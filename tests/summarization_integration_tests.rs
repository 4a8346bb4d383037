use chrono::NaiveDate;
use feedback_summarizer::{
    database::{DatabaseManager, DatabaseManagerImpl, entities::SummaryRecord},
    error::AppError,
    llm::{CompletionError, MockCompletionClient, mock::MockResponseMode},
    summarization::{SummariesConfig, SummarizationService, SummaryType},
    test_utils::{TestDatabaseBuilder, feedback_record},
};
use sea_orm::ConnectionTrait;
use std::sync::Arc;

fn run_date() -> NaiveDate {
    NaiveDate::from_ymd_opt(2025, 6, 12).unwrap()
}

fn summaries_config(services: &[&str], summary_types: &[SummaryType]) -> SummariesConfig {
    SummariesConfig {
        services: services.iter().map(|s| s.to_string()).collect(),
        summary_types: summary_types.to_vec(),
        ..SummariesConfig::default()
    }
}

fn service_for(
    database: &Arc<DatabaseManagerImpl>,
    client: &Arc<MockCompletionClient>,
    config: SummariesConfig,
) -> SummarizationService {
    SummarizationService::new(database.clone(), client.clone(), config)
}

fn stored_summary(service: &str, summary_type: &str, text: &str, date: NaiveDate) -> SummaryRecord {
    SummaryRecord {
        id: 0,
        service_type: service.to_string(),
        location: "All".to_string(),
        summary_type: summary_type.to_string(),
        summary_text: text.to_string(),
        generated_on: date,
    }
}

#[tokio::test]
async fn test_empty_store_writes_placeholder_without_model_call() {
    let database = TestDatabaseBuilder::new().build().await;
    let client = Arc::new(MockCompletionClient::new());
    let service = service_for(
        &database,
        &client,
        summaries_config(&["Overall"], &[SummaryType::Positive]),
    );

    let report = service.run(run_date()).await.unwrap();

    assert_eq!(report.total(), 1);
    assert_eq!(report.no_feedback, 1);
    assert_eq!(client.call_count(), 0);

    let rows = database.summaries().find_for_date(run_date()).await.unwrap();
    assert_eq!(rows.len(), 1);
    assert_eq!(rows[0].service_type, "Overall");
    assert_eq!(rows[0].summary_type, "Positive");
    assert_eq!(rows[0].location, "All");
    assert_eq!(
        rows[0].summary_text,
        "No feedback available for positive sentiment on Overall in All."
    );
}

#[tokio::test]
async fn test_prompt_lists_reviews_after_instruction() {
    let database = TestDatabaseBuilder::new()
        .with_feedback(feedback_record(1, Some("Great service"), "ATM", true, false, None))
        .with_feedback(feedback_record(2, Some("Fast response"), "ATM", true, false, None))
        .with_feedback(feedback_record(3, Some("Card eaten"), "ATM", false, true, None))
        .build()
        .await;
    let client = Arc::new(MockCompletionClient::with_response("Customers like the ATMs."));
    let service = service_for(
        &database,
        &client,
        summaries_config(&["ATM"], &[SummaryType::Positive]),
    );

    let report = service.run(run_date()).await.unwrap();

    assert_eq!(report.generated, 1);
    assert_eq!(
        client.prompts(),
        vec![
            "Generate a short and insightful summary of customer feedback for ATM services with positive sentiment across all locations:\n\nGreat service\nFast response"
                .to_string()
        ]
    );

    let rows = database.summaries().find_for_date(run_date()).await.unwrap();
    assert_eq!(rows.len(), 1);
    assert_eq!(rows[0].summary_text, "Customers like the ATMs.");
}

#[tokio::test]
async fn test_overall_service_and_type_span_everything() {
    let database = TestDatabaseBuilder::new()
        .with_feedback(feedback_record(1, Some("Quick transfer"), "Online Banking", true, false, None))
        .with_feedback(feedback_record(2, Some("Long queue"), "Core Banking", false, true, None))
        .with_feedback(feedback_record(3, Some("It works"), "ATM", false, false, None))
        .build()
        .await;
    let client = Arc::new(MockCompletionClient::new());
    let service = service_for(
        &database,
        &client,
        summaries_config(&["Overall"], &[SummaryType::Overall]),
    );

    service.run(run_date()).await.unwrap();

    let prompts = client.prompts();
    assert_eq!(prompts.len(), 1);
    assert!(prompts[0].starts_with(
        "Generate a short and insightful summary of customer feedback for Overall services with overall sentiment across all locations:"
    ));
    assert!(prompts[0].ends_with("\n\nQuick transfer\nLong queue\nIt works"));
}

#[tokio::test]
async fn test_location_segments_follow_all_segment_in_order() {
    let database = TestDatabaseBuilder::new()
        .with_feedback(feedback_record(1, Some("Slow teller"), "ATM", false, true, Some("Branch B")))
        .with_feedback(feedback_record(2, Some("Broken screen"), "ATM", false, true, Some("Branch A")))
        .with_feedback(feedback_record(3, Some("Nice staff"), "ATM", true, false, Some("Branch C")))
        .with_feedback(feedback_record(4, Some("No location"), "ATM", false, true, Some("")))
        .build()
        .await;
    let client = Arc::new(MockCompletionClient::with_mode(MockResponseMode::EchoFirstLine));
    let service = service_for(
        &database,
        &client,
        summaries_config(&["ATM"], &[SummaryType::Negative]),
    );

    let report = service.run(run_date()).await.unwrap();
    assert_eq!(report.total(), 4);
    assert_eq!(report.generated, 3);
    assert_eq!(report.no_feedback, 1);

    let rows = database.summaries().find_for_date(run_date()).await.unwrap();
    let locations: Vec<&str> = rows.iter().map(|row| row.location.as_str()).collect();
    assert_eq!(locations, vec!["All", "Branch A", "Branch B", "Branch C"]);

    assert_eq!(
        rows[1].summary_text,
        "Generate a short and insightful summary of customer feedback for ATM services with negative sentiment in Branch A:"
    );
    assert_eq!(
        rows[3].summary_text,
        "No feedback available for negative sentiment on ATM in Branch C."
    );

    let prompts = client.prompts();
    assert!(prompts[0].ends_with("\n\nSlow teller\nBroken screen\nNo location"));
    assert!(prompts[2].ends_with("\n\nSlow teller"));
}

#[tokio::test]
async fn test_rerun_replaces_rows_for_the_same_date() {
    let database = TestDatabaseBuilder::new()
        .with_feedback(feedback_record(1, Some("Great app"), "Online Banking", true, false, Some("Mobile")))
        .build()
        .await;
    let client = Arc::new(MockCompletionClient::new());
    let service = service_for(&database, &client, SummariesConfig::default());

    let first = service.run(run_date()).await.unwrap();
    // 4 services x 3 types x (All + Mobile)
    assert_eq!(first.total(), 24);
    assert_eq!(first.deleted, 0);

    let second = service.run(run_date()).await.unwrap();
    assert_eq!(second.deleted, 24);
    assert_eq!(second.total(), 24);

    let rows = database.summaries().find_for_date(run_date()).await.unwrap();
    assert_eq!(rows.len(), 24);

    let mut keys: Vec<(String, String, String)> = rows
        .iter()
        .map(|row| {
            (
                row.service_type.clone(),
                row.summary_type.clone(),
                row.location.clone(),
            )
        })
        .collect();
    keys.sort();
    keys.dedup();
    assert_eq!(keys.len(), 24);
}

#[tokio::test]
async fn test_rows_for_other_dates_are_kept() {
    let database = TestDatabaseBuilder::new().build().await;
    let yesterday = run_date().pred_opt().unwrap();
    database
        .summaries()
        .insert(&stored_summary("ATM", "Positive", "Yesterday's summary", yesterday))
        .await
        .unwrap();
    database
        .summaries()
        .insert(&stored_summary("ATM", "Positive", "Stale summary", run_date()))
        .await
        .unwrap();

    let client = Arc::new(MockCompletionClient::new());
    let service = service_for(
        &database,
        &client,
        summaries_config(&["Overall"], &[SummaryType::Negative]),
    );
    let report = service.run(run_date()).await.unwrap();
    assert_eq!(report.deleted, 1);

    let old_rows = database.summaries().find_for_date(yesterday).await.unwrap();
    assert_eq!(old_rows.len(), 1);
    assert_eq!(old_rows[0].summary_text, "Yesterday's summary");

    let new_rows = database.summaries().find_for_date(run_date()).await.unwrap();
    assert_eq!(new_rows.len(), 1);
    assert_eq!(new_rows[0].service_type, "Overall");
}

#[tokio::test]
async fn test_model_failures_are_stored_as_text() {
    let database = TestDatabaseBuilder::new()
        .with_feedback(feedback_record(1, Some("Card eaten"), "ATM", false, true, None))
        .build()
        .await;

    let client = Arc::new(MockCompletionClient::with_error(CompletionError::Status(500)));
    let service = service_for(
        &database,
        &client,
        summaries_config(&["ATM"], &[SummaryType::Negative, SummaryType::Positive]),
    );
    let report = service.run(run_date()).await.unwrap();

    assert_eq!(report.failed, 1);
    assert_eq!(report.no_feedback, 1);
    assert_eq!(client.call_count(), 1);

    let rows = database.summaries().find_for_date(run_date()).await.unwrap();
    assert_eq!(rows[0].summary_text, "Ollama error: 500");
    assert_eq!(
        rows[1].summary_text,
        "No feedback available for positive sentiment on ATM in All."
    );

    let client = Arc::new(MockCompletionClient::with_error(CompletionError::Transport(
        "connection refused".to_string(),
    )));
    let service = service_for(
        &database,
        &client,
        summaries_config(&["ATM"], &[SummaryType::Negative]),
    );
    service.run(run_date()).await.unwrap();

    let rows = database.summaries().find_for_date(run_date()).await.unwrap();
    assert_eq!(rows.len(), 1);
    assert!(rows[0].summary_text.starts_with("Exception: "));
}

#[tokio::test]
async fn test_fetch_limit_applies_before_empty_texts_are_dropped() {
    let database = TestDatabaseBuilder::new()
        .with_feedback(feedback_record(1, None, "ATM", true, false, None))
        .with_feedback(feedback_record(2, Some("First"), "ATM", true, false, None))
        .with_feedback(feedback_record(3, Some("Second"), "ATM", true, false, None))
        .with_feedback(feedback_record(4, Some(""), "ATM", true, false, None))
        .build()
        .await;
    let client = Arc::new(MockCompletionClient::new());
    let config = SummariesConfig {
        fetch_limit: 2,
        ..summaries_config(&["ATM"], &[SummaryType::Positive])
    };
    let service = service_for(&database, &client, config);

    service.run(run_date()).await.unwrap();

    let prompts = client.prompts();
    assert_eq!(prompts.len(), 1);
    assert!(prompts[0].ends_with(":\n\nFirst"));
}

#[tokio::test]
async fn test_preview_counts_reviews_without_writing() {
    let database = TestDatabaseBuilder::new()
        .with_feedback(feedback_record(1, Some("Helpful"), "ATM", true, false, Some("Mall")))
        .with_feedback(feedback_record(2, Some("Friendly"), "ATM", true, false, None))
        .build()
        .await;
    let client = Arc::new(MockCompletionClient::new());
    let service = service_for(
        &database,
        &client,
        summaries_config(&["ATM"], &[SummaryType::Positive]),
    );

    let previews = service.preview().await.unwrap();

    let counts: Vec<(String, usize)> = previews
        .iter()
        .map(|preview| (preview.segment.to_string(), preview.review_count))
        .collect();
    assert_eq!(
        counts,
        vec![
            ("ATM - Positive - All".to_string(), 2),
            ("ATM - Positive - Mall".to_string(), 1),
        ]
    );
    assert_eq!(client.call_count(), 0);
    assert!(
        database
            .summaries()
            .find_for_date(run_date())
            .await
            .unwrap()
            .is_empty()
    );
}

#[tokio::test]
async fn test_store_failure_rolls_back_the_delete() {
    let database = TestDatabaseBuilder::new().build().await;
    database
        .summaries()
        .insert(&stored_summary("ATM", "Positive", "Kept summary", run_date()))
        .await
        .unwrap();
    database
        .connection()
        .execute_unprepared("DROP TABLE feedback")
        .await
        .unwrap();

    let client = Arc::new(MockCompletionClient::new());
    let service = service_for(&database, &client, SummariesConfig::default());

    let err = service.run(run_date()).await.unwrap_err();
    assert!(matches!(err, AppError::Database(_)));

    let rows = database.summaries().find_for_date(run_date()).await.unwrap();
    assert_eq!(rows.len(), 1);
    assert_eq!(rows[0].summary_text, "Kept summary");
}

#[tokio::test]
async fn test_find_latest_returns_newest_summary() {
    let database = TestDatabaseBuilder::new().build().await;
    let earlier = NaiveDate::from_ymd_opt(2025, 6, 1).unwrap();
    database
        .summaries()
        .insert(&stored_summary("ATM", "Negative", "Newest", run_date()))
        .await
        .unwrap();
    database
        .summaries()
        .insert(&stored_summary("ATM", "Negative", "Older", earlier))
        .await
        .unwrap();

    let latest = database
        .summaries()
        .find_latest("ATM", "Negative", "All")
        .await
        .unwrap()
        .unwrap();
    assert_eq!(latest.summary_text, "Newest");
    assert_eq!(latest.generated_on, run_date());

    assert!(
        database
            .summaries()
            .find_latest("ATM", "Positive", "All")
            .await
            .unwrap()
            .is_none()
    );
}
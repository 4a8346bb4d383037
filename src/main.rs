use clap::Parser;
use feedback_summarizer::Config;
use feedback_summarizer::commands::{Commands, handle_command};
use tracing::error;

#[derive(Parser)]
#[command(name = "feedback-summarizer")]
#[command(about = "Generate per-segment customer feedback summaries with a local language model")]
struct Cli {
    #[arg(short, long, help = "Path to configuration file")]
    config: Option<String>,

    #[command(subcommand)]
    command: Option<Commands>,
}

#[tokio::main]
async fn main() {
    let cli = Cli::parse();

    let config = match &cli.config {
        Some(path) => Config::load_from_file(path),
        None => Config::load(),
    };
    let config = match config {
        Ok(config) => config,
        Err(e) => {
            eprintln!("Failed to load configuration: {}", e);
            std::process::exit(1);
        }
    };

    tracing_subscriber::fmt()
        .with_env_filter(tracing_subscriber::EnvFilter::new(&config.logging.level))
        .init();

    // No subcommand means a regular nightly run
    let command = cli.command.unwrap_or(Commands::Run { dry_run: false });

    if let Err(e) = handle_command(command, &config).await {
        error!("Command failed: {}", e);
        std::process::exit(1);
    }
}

- **TASK PROMPT**: Copy every line of the listing containing the string "MockResponseMode".

- **ANSWER BELOW**:
    llm::{CompletionError, MockCompletionClient, mock::MockResponseMode},
    let client = Arc::new(MockCompletionClient::with_mode(MockResponseMode::EchoFirstLine));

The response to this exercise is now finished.